Either legislation (from WM or Stormont) or 'royal prerogative' (ie a Windsor reads out a speech written by a Tory minister) are needed to rename the city. Or we could redraw the border around it, I suppose.
I'd reclassify it as a biggish town personally.
You have to admit regardless of the reasoning behind the call for the vote and change, the Unionust reaction is rather brilliant. Always measured and calculated. How in Gods name did they ever have the wherewithal to be "the People"?
Gather round
24/07/2015, 3:17 PM
You have to admit regardless of the reasoning behind the call for the vote and change, the Unionist reaction is rather brilliant. Always measured and calculated. How in Gods name did they ever have the wherewithal to be "the People"?
1 Two sides of a predictable coin, as I said. Of course both camps' strategy is measured and calculated, with the intent of using a futile dispute to distract attention from more pressing issues.
2 They keep winning elections?
BonnieShels
24/07/2015, 3:37 PM
1 Two sides of a predictable coin, as I said.
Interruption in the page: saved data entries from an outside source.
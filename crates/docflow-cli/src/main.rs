#![forbid(unsafe_code)]
#![cfg_attr(docsrs, feature(doc_cfg))]
#![doc = include_str!("../README.md")]

mod config;
mod shutdown;

use std::process;

use anyhow::Context;
use docflow_opendal::StorageBackend;
use docflow_webhook::reqwest::ReqwestClient;
use docflow_worker::{PollWorker, WorkerState};
use tokio_util::sync::CancellationToken;

use crate::config::Cli;
use crate::shutdown::shutdown_signal;

// Tracing target constants
pub const TRACING_TARGET_STARTUP: &str = "docflow_cli::startup";
pub const TRACING_TARGET_SHUTDOWN: &str = "docflow_cli::shutdown";
pub const TRACING_TARGET_CONFIG: &str = "docflow_cli::config";

#[tokio::main]
async fn main() {
    let Err(error) = run().await else {
        tracing::info!(
            target: TRACING_TARGET_SHUTDOWN,
            "application terminated successfully"
        );
        process::exit(0);
    };

    if tracing::enabled!(tracing::Level::ERROR) {
        tracing::error!(
            target: TRACING_TARGET_SHUTDOWN,
            error = %format!("{error:#}"),
            "application terminated with error"
        );
    } else {
        eprintln!("Error: {error:#}");
    }

    process::exit(1);
}

/// Main application entry point.
async fn run() -> anyhow::Result<()> {
    let cli = Cli::init();

    cli.init_tracing();
    tracing::info!(
        target: TRACING_TARGET_STARTUP,
        version = env!("CARGO_PKG_VERSION"),
        "starting docflow worker"
    );
    cli.log();
    cli.validate()?;

    let state = create_worker_state(cli).context("failed to create worker state")?;
    state
        .prepare()
        .await
        .context("failed to prepare staging directory")?;

    let cancel_token = CancellationToken::new();
    let mut worker = PollWorker::new(state, cancel_token.clone()).spawn();

    let finished = tokio::select! {
        () = shutdown_signal() => {
            tracing::info!(
                target: TRACING_TARGET_SHUTDOWN,
                "Shutdown requested, abandoning in-flight work"
            );
            cancel_token.cancel();
            None
        }
        result = &mut worker => Some(result),
    };

    let result = match finished {
        Some(result) => result,
        None => worker.await,
    };
    result
        .context("poll worker panicked")?
        .context("poll worker failed")?;

    Ok(())
}

/// Connects the object store and status API client.
fn create_worker_state(cli: Cli) -> anyhow::Result<WorkerState> {
    let storage = StorageBackend::new(cli.storage).context("failed to initialize object store")?;
    let notifier = ReqwestClient::new(cli.notifier)
        .context("failed to create status API client")?
        .into_service();

    WorkerState::with_command_pipeline(cli.worker, storage, notifier).map_err(Into::into)
}
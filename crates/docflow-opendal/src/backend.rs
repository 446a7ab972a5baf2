//! Storage backend implementation.

use std::path::Path;

use async_stream::try_stream;
use futures::{Stream, TryStreamExt};
use opendal::{Operator, services};

use crate::TRACING_TARGET;
use crate::config::{BackendKind, StorageConfig};
use crate::error::{StorageError, StorageResult};

/// Unified storage backend that wraps an OpenDAL operator.
#[derive(Clone)]
pub struct StorageBackend {
    operator: Operator,
    config: StorageConfig,
}

impl StorageBackend {
    /// Creates a new storage backend from configuration.
    pub fn new(config: StorageConfig) -> StorageResult<Self> {
        config.validate()?;
        let operator = Self::create_operator(&config)?;

        tracing::info!(
            target: TRACING_TARGET,
            backend = %config.backend,
            bucket = %config.bucket,
            region = ?config.region,
            "Storage backend initialized"
        );

        Ok(Self { operator, config })
    }

    /// Returns the configuration for this backend.
    pub fn config(&self) -> &StorageConfig {
        &self.config
    }

    /// Lists every object below `prefix`.
    ///
    /// The listing is lazy and recursive, and keeps following continuation
    /// pages until the store reports the end of the prefix. Directory
    /// entries are skipped.
    pub fn list(
        &self,
        prefix: &str,
    ) -> impl Stream<Item = StorageResult<ObjectEntry>> + Send + 'static {
        let operator = self.operator.clone();
        let prefix = prefix.to_owned();

        try_stream! {
            tracing::debug!(target: TRACING_TARGET, prefix = %prefix, "Listing objects");

            let lister = operator
                .lister_with(&prefix)
                .recursive(true)
                .await
                .map_err(StorageError::from)?;
            let mut lister = std::pin::pin!(lister);
            let mut listed = 0usize;

            while let Some(entry) = lister.try_next().await.map_err(StorageError::from)? {
                let path = entry.path();
                if path.ends_with('/') || entry.metadata().mode().is_dir() {
                    continue;
                }

                // Some services omit the size from listings.
                let size = match entry.metadata().content_length() {
                    0 => operator
                        .stat(path)
                        .await
                        .map_err(StorageError::from)?
                        .content_length(),
                    size => size,
                };

                listed += 1;
                yield ObjectEntry {
                    key: path.to_owned(),
                    size,
                };
            }

            tracing::debug!(
                target: TRACING_TARGET,
                prefix = %prefix,
                listed,
                "Listing complete"
            );
        }
    }

    /// Reads an object from storage.
    pub async fn read(&self, key: &str) -> StorageResult<Vec<u8>> {
        tracing::debug!(target: TRACING_TARGET, key = %key, "Reading object");

        let data = self.operator.read(key).await?.to_vec();

        tracing::debug!(
            target: TRACING_TARGET,
            key = %key,
            size = data.len(),
            "Object read complete"
        );

        Ok(data)
    }

    /// Writes an object, replacing any existing object under the same key.
    pub async fn write(&self, key: &str, data: Vec<u8>) -> StorageResult<()> {
        let size = data.len();
        tracing::debug!(target: TRACING_TARGET, key = %key, size, "Writing object");

        self.operator.write(key, data).await?;

        tracing::debug!(target: TRACING_TARGET, key = %key, "Object write complete");

        Ok(())
    }

    /// Deletes an object.
    pub async fn delete(&self, key: &str) -> StorageResult<()> {
        tracing::debug!(target: TRACING_TARGET, key = %key, "Deleting object");

        self.operator.delete(key).await?;

        Ok(())
    }

    /// Checks if an object exists.
    pub async fn exists(&self, key: &str) -> StorageResult<bool> {
        Ok(self.operator.exists(key).await?)
    }

    /// Gets metadata for an object.
    pub async fn stat(&self, key: &str) -> StorageResult<FileMetadata> {
        let meta = self.operator.stat(key).await?;

        Ok(FileMetadata {
            size: meta.content_length(),
            content_type: meta.content_type().map(|s| s.to_string()),
        })
    }

    /// Downloads an object into a local file.
    ///
    /// The bytes land in a temporary sibling first and are renamed into
    /// place, so `local_path` either holds the complete object or is left
    /// untouched. Returns the number of bytes written.
    pub async fn download(&self, key: &str, local_path: &Path) -> StorageResult<u64> {
        if let Some(parent) = local_path.parent() {
            tokio::fs::create_dir_all(parent)
                .await
                .map_err(|e| StorageError::io(parent.display().to_string(), e))?;
        }

        let data = self.operator.read(key).await?.to_bytes();
        let size = data.len() as u64;

        let file_name = local_path
            .file_name()
            .map(|n| n.to_string_lossy().into_owned())
            .unwrap_or_default();
        let partial =
            local_path.with_file_name(format!(".{file_name}.{}.part", uuid::Uuid::new_v4()));

        if let Err(err) = tokio::fs::write(&partial, &data).await {
            remove_partial(&partial).await;
            return Err(StorageError::io(partial.display().to_string(), err));
        }

        if let Err(err) = tokio::fs::rename(&partial, local_path).await {
            remove_partial(&partial).await;
            return Err(StorageError::io(local_path.display().to_string(), err));
        }

        tracing::debug!(
            target: TRACING_TARGET,
            key = %key,
            path = %local_path.display(),
            size,
            "Object downloaded"
        );

        Ok(size)
    }

    /// Uploads a local file under `key`, overwriting any existing object.
    /// Returns the number of bytes uploaded.
    pub async fn upload(&self, local_path: &Path, key: &str) -> StorageResult<u64> {
        let data = tokio::fs::read(local_path)
            .await
            .map_err(|e| StorageError::io(local_path.display().to_string(), e))?;
        let size = data.len() as u64;

        self.write(key, data).await?;

        tracing::debug!(
            target: TRACING_TARGET,
            key = %key,
            path = %local_path.display(),
            size,
            "File uploaded"
        );

        Ok(size)
    }

    /// Creates an OpenDAL operator based on configuration.
    #[allow(unreachable_patterns)]
    fn create_operator(config: &StorageConfig) -> StorageResult<Operator> {
        match config.backend {
            #[cfg(feature = "s3")]
            BackendKind::S3 => {
                let mut builder = services::S3::default().bucket(&config.bucket);

                if let Some(ref region) = config.region {
                    builder = builder.region(region);
                }

                if let Some(ref endpoint) = config.endpoint {
                    builder = builder.endpoint(endpoint);
                }

                if let Some(ref access_key_id) = config.access_key_id {
                    builder = builder.access_key_id(access_key_id);
                }

                if let Some(ref secret_access_key) = config.secret_access_key {
                    builder = builder.secret_access_key(secret_access_key);
                }

                Operator::new(builder)
                    .map(|op| op.finish())
                    .map_err(|e| StorageError::init(e.to_string()))
            }

            #[cfg(feature = "fs")]
            BackendKind::Fs => {
                let builder = services::Fs::default().root(&config.bucket);

                Operator::new(builder)
                    .map(|op| op.finish())
                    .map_err(|e| StorageError::init(e.to_string()))
            }

            #[cfg(any(feature = "memory", test))]
            BackendKind::Memory => {
                let builder = services::Memory::default();

                Operator::new(builder)
                    .map(|op| op.finish())
                    .map_err(|e| StorageError::init(e.to_string()))
            }

            // Reached when the backend's cargo feature is disabled.
            _ => Err(StorageError::init(format!(
                "backend '{}' is not supported with current features",
                config.backend
            ))),
        }
    }
}

/// Removes a leftover partial download. A missing file is not an error.
async fn remove_partial(path: &Path) {
    if let Err(err) = tokio::fs::remove_file(path).await
        && err.kind() != std::io::ErrorKind::NotFound
    {
        tracing::warn!(
            target: TRACING_TARGET,
            path = %path.display(),
            error = %err,
            "Failed to remove partial download"
        );
    }
}

/// A single object returned by [`StorageBackend::list`].
#[derive(Debug, Clone, PartialEq, Eq)]
pub struct ObjectEntry {
    /// Full object key, relative to the bucket root.
    pub key: String,
    /// Object size in bytes.
    pub size: u64,
}

/// Object metadata.
#[derive(Debug, Clone)]
pub struct FileMetadata {
    /// Object size in bytes.
    pub size: u64,
    /// Content type / MIME type.
    pub content_type: Option<String>,
}

impl std::fmt::Debug for StorageBackend {
    fn fmt(&self, f: &mut std::fmt::Formatter<'_>) -> std::fmt::Result {
        f.debug_struct("StorageBackend")
            .field("backend", &self.config.backend)
            .field("bucket", &self.config.bucket)
            .finish()
    }
}
//! Durable completion markers.
//!
//! A job counts as done exactly when its marker exists. Markers are written
//! last, after results are published and the status API has acknowledged the
//! job, so a crash anywhere before that point leads to a full retry.

use std::io::ErrorKind;
use std::path::{Path, PathBuf};

use docflow_opendal::StorageBackend;
use jiff::Timestamp;

use crate::job::JobId;
use crate::{Result, TRACING_TARGET, WorkerError};

/// Persistent record of which jobs have been committed.
#[async_trait::async_trait]
pub trait CompletionStore: Send + Sync {
    /// Returns whether a marker exists for the job.
    async fn is_complete(&self, job_id: &JobId) -> Result<bool>;

    /// Records the job as complete. Marking an already complete job is a no-op.
    async fn mark_complete(&self, job_id: &JobId) -> Result<()>;
}

/// Markers stored as `.done_{job_id}` files in a local directory.
#[derive(Debug, Clone)]
pub struct FsCompletionStore {
    dir: PathBuf,
}

impl FsCompletionStore {
    /// Creates a store rooted at `dir`. The directory is created on first write.
    pub fn new(dir: impl Into<PathBuf>) -> Self {
        Self { dir: dir.into() }
    }

    /// Returns the directory markers are written to.
    pub fn dir(&self) -> &Path {
        &self.dir
    }

    /// Returns the marker path for a job.
    pub fn marker_path(&self, job_id: &JobId) -> PathBuf {
        self.dir.join(format!(".done_{job_id}"))
    }
}

#[async_trait::async_trait]
impl CompletionStore for FsCompletionStore {
    async fn is_complete(&self, job_id: &JobId) -> Result<bool> {
        tokio::fs::try_exists(self.marker_path(job_id))
            .await
            .map_err(|err| WorkerError::marker(job_id.as_str(), err))
    }

    async fn mark_complete(&self, job_id: &JobId) -> Result<()> {
        let path = self.marker_path(job_id);
        let temp = self.dir.join(format!(".done_{job_id}.{}.tmp", uuid::Uuid::new_v4()));

        let write = async {
            tokio::fs::create_dir_all(&self.dir).await?;
            tokio::fs::write(&temp, Timestamp::now().to_string()).await?;
            tokio::fs::rename(&temp, &path).await
        };

        if let Err(err) = write.await {
            if let Err(cleanup) = tokio::fs::remove_file(&temp).await
                && cleanup.kind() != ErrorKind::NotFound
            {
                tracing::warn!(
                    target: TRACING_TARGET,
                    path = %temp.display(),
                    error = %cleanup,
                    "Failed to remove partial marker"
                );
            }
            return Err(WorkerError::marker(job_id.as_str(), err));
        }

        tracing::debug!(
            target: TRACING_TARGET,
            doc_id = %job_id,
            path = %path.display(),
            "Completion marker written"
        );

        Ok(())
    }
}

/// Markers stored as objects under a prefix of the bucket.
///
/// Survives loss of the worker's local disk, unlike [`FsCompletionStore`].
#[derive(Debug, Clone)]
pub struct ObjectCompletionStore {
    storage: StorageBackend,
    prefix: String,
}

impl ObjectCompletionStore {
    /// Creates a store writing markers under `prefix`.
    pub fn new(storage: StorageBackend, prefix: impl Into<String>) -> Self {
        Self {
            storage,
            prefix: prefix.into(),
        }
    }

    /// Returns the marker key for a job.
    pub fn marker_key(&self, job_id: &JobId) -> String {
        format!("{}{job_id}", self.prefix)
    }
}

#[async_trait::async_trait]
impl CompletionStore for ObjectCompletionStore {
    async fn is_complete(&self, job_id: &JobId) -> Result<bool> {
        self.storage
            .exists(&self.marker_key(job_id))
            .await
            .map_err(|err| WorkerError::marker(job_id.as_str(), err))
    }

    async fn mark_complete(&self, job_id: &JobId) -> Result<()> {
        let key = self.marker_key(job_id);
        self.storage
            .write(&key, Timestamp::now().to_string().into_bytes())
            .await
            .map_err(|err| WorkerError::marker(job_id.as_str(), err))?;

        tracing::debug!(
            target: TRACING_TARGET,
            doc_id = %job_id,
            key = %key,
            "Completion marker written"
        );

        Ok(())
    }
}

#[cfg(test)]
mod tests {
    use docflow_opendal::StorageConfig;

    use super::*;

    fn job(id: &str) -> JobId {
        JobId::from_key(&format!("uploads/{id}.pdf")).unwrap()
    }

    #[tokio::test]
    async fn test_fs_store_marks_and_checks() {
        let dir = tempfile::tempdir().unwrap();
        let store = FsCompletionStore::new(dir.path().join("markers"));
        let doc = job("doc1");

        assert!(!store.is_complete(&doc).await.unwrap());
        store.mark_complete(&doc).await.unwrap();
        assert!(store.is_complete(&doc).await.unwrap());
        assert!(dir.path().join("markers/.done_doc1").exists());

        // Idempotent.
        store.mark_complete(&doc).await.unwrap();
        assert!(store.is_complete(&doc).await.unwrap());
        assert!(!store.is_complete(&job("doc2")).await.unwrap());
    }

    #[tokio::test]
    async fn test_fs_store_leaves_no_temp_files() {
        let dir = tempfile::tempdir().unwrap();
        let store = FsCompletionStore::new(dir.path());
        store.mark_complete(&job("doc1")).await.unwrap();

        let names: Vec<_> = std::fs::read_dir(dir.path())
            .unwrap()
            .map(|entry| entry.unwrap().file_name().into_string().unwrap())
            .collect();
        assert_eq!(names, vec![".done_doc1".to_owned()]);
    }

    #[tokio::test]
    async fn test_fs_store_write_failure() {
        let dir = tempfile::tempdir().unwrap();
        let blocker = dir.path().join("blocked");
        std::fs::write(&blocker, b"not a directory").unwrap();

        let store = FsCompletionStore::new(&blocker);
        let err = store.mark_complete(&job("doc1")).await.unwrap_err();
        assert!(matches!(err, WorkerError::Marker { .. }));
    }

    #[tokio::test]
    async fn test_object_store_marks_and_checks() {
        let storage = StorageBackend::new(StorageConfig::memory()).unwrap();
        let store = ObjectCompletionStore::new(storage.clone(), "markers/");
        let doc = job("doc1");

        assert!(!store.is_complete(&doc).await.unwrap());
        store.mark_complete(&doc).await.unwrap();
        assert!(store.is_complete(&doc).await.unwrap());
        assert!(storage.exists("markers/doc1").await.unwrap());
    }
}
Of course both camps' strategy is measured and calculated, with the intent of using a futile dispute to distract attention from more pressing issues.
2 They keep winning elections?
Yes. Winning.
One man, one vote and all that.
Gather round
24/07/2015, 5:22 PM
Mopery alert Bonita.
OMOV has applied in all NI elections for decades.
Eminence Grise
24/07/2015, 9:53 PM
Apart from the Europeans, of course. And the assembly. Other than that, you're one hundred and ten percent correct (adjusting the percentages for the obligatory historical gerrymander!)
Wolfman
25/07/2015, 9:43 AM
Stop, man: take a breath of life and show a little respect :disdain:
It's a predictable overblown response to a predictable cliched stunt.
Either legislation (from WM or Stormont) or 'royal prerogative' (ie a Windsor reads out a speech written by a Tory minister) are needed to rename the city. Or we could redraw the border around it, I suppose.
I'd reclassify it as a biggish town personally.
1 Two sides of a predictable coin, as I said. Of course both camps' strategy is measured and calculated, with the intent of using a futile dispute to distract attention from more pressing issues.
2 They keep winning elections?
Mopery alert Bonita.
OMOV has applied in all NI elections for decades.
Based on gerrymandering and your patronising view.
Gather round
26/07/2015, 9:59 AM
Apart from the Europeans, of course. And the assembly. Other than that, you're one hundred and ten percent correct (adjusting the percentages for the obligatory historical gerrymander!)
is that a gag, or do you nor understand how single transferrable vote systems work?
If the latter, the clue's in the name.
Standard practice for NI elections ≠ Gerrymandering
Eminence Grise
26/07/2015, 11:19 AM
You said OMOV (one man one vote) applied in all NI elections - it doesn't. So, you were factually wrong.
And, yes, it was all couched in a gag - nothing gets past your eagle eyes!:rolleyes:
Gather round
26/07/2015, 12:17 PM
Just think of me as your sub-editor.
NI elections featured plural voting (ie some people mainly business premise owners or university graduates had two or more) until the start of the Troubles in 1969. So 21 years after the practice was abandoned elsewhere in Britain.
So basically what everyone locally understands OMOV to mean.
Eminence Grise
26/07/2015, 12:36 PM
I'd hate you to think that 'sub' was the first prefix anybody here would usually apply to you.
What part of the Assembly and European parliament elections using PR-STV are you mixing up with plurality/one man, one vote/first past the post? BTW, plural voting isn't plurality.
Wolfman
26/07/2015, 4:58 PM
File under Ignore, EG.
BonnieShels
27/07/2015, 9:09 AM
Ah come on GR, surely as a loyal man who had the wherewithal to leave his island you can see just how idiotic it all is from the PUL leaders [sic].